What it's doing now is the brake pedal will go to the floor without a whole lot of resistance. Now it doesn't just fall or stomp right to the floorboard it goes down like its actually pushing fluid but when you get to the end it doesn't rebound. I'll say the pedal comes back up but its not from the pressure in the system its the pedal spring. One thing is the truck was not running when i did this, two is it really felt like the brakes pushed out but didn't pull back together thats my reason for hoping its the springs.
If I fix what I can and relpace the booster and get them working I will decide whether to keep it as is OR trash the entire drive train, axles, suspension, radiator, gas tank, OR sell it to someone interested in doing a proper restoration, it is an excellent candidate for frame off, very complete.
I would also trade down for a 1948 F5 or F6 cab possibly with frame to build out what I had intended to do with the '58. ... Which would be a 6cta Cummins 13spd rtx with fabco tc38 going to a fsd-9h up front with manual hubs and fsd-14h in the rear with military 48" Michelins on double beadlocks, may go with air brakes for parts availability on those axles, plus the engine will be setup with air.
I have thought about doing a ISB motor with a zf6 4x4 but thats been done, plus there's no replacement for displacement. And this truck will likely be my flagship for my farm and business so it needs to be able to haul a serious load on occasion and get it to some off the beaten path locations, and it needs to look the part of a capable vehicle.
I have no problem doing the work or forking out the loot to make it happen but I don't like the idea of butchering a fine truck that someone else may restore to perfection, but a cab/frame with no drivetrain could get a new lease on life as a diesel terrain tamer.

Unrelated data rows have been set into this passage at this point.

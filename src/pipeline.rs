use crate::background::{create_effect, BackgroundProcessor};
use crate::config::PipelineConfig;
use crate::error::Result;
use crate::segmentation::{Mask, Segmenter};
use image::RgbImage;

/// Per-frame transform: segment, then composite
///
/// Holds no state between frames beyond the segmenter and processor, so
/// frames of any size may follow each other.
pub struct FramePipeline {
    segmenter: Segmenter,
    processor: BackgroundProcessor,
}

impl FramePipeline {
    pub fn new(segmenter: Segmenter, processor: BackgroundProcessor) -> Self {
        Self {
            segmenter,
            processor,
        }
    }

    /// Resolve the backend and background effect named in the configuration
    pub fn from_config(config: &PipelineConfig) -> Result<Self> {
        let segmenter = Segmenter::new(&config.backend, &config.segmenter)?;
        let processor = BackgroundProcessor::new(create_effect(&config.background)?);
        Ok(Self::new(segmenter, processor))
    }

    pub fn backend_name(&self) -> &'static str {
        self.segmenter.backend_name()
    }

    /// Composite one frame against the background
    pub fn process(&mut self, frame: &RgbImage) -> Result<RgbImage> {
        let _span = tracing::debug_span!("process", width = frame.width(), height = frame.height())
            .entered();

        let mask = self.segmenter.segment(frame)?;
        self.processor.apply(frame, &mask)
    }

    /// Segmentation only, for inspecting masks
    pub fn mask(&mut self, frame: &RgbImage) -> Result<Mask> {
        self.segmenter.segment(frame)
    }
}
use super::dense::{ensure_model, DenseClassifierBackend, HttpFetcher};
use super::detector::DetectorBackend;
use super::selfie::SelfieMulticlassModel;
use super::types::SegmentationBackend;
use super::yolo::YoloSegModel;
use crate::config::SegmenterConfig;
use crate::error::{PipelineError, Result};
use std::collections::BTreeMap;

/// Builds one backend instance from the shared segmenter configuration
pub type BackendConstructor = fn(&SegmenterConfig) -> Result<Box<dyn SegmentationBackend>>;

/// Maps backend names to their constructors.
///
/// Adding a strategy means registering another entry; `Segmenter` itself
/// does not change.
#[derive(Clone)]
pub struct BackendRegistry {
    constructors: BTreeMap<String, BackendConstructor>,
}

impl BackendRegistry {
    /// Registry with no entries
    pub fn empty() -> Self {
        Self {
            constructors: BTreeMap::new(),
        }
    }

    /// Register (or replace) a constructor under `name`
    pub fn register(&mut self, name: impl Into<String>, constructor: BackendConstructor) -> &mut Self {
        self.constructors.insert(name.into(), constructor);
        self
    }

    pub fn contains(&self, name: &str) -> bool {
        self.constructors.contains_key(name)
    }

    pub fn names(&self) -> impl Iterator<Item = &str> {
        self.constructors.keys().map(String::as_str)
    }

    /// Construct the backend registered under `name`
    pub fn build(&self, name: &str, config: &SegmenterConfig) -> Result<Box<dyn SegmentationBackend>> {
        let constructor = self
            .constructors
            .get(name)
            .ok_or_else(|| PipelineError::UnknownBackend {
                name: name.to_string(),
                registered: self.names().collect::<Vec<_>>().join(", "),
            })?;

        constructor(config)
    }
}

impl Default for BackendRegistry {
    /// The built-in strategies, plus the `yolo` and `mediapipe` aliases
    fn default() -> Self {
        let mut registry = Self::empty();
        registry
            .register("detector", build_detector)
            .register("yolo", build_detector)
            .register("dense-classifier", build_dense_classifier)
            .register("mediapipe", build_dense_classifier);
        registry
    }
}

fn build_detector(config: &SegmenterConfig) -> Result<Box<dyn SegmentationBackend>> {
    let path = config.detector_model_path();
    let model = YoloSegModel::new(&path, &config.detector)?;
    Ok(Box::new(DetectorBackend::new(model, &config.detector)))
}

fn build_dense_classifier(config: &SegmenterConfig) -> Result<Box<dyn SegmentationBackend>> {
    let path = ensure_model(&config.dense, &config.weights, &HttpFetcher::default())?;
    let model = SelfieMulticlassModel::new(&path, &config.dense)?;
    Ok(Box::new(DenseClassifierBackend::new(model)))
}

#[cfg(test)]
mod tests {
    use super::*;
    use crate::config::WeightsConfig;

    #[test]
    fn default_registry_has_builtin_strategies() {
        let registry = BackendRegistry::default();
        let names: Vec<&str> = registry.names().collect();
        assert_eq!(names, vec!["dense-classifier", "detector", "mediapipe", "yolo"]);
    }

    #[test]
    fn unknown_name_is_rejected() {
        let err = BackendRegistry::default()
            .build("deeplab", &SegmenterConfig::default())
            .err()
            .unwrap();
        match err {
            PipelineError::UnknownBackend { name, registered } => {
                assert_eq!(name, "deeplab");
                assert!(registered.contains("detector"));
            }
            other => panic!("unexpected error: {other}"),
        }
    }

    #[test]
    fn detector_without_weights_fails_to_load() {
        let dir = tempfile::tempdir().unwrap();
        let config = SegmenterConfig {
            weights: WeightsConfig::new(dir.path()),
            ..Default::default()
        };
        let err = BackendRegistry::default()
            .build("detector", &config)
            .err()
            .unwrap();
        assert!(matches!(err, PipelineError::ModelLoad { .. }));
    }

    #[test]
    fn dense_classifier_with_missing_custom_weights_fails_to_load() {
        let dir = tempfile::tempdir().unwrap();
        let mut config = SegmenterConfig {
            weights: WeightsConfig::new(dir.path()),
            ..Default::default()
        };
        config.dense.model_path = Some(dir.path().join("elsewhere").join("model.onnx"));

        let err = BackendRegistry::default()
            .build("dense-classifier", &config)
            .err()
            .unwrap();
        assert!(matches!(err, PipelineError::ModelLoad { .. }));
    }
}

Let me know what you guys think.
It will probably be the weekend before I have a better idea of the brakes and all. The Cummins/Fabco swap will probably cost as much as a full restoration depending on how parts hunting goes but it would be in the 6k-10k range. Possibly less if I find the right donor vehicles could go with a marmon setup for a lot cheaper but I had a international 4800 with fabco gear and dt466... it was sweet but rusty so it got traded off.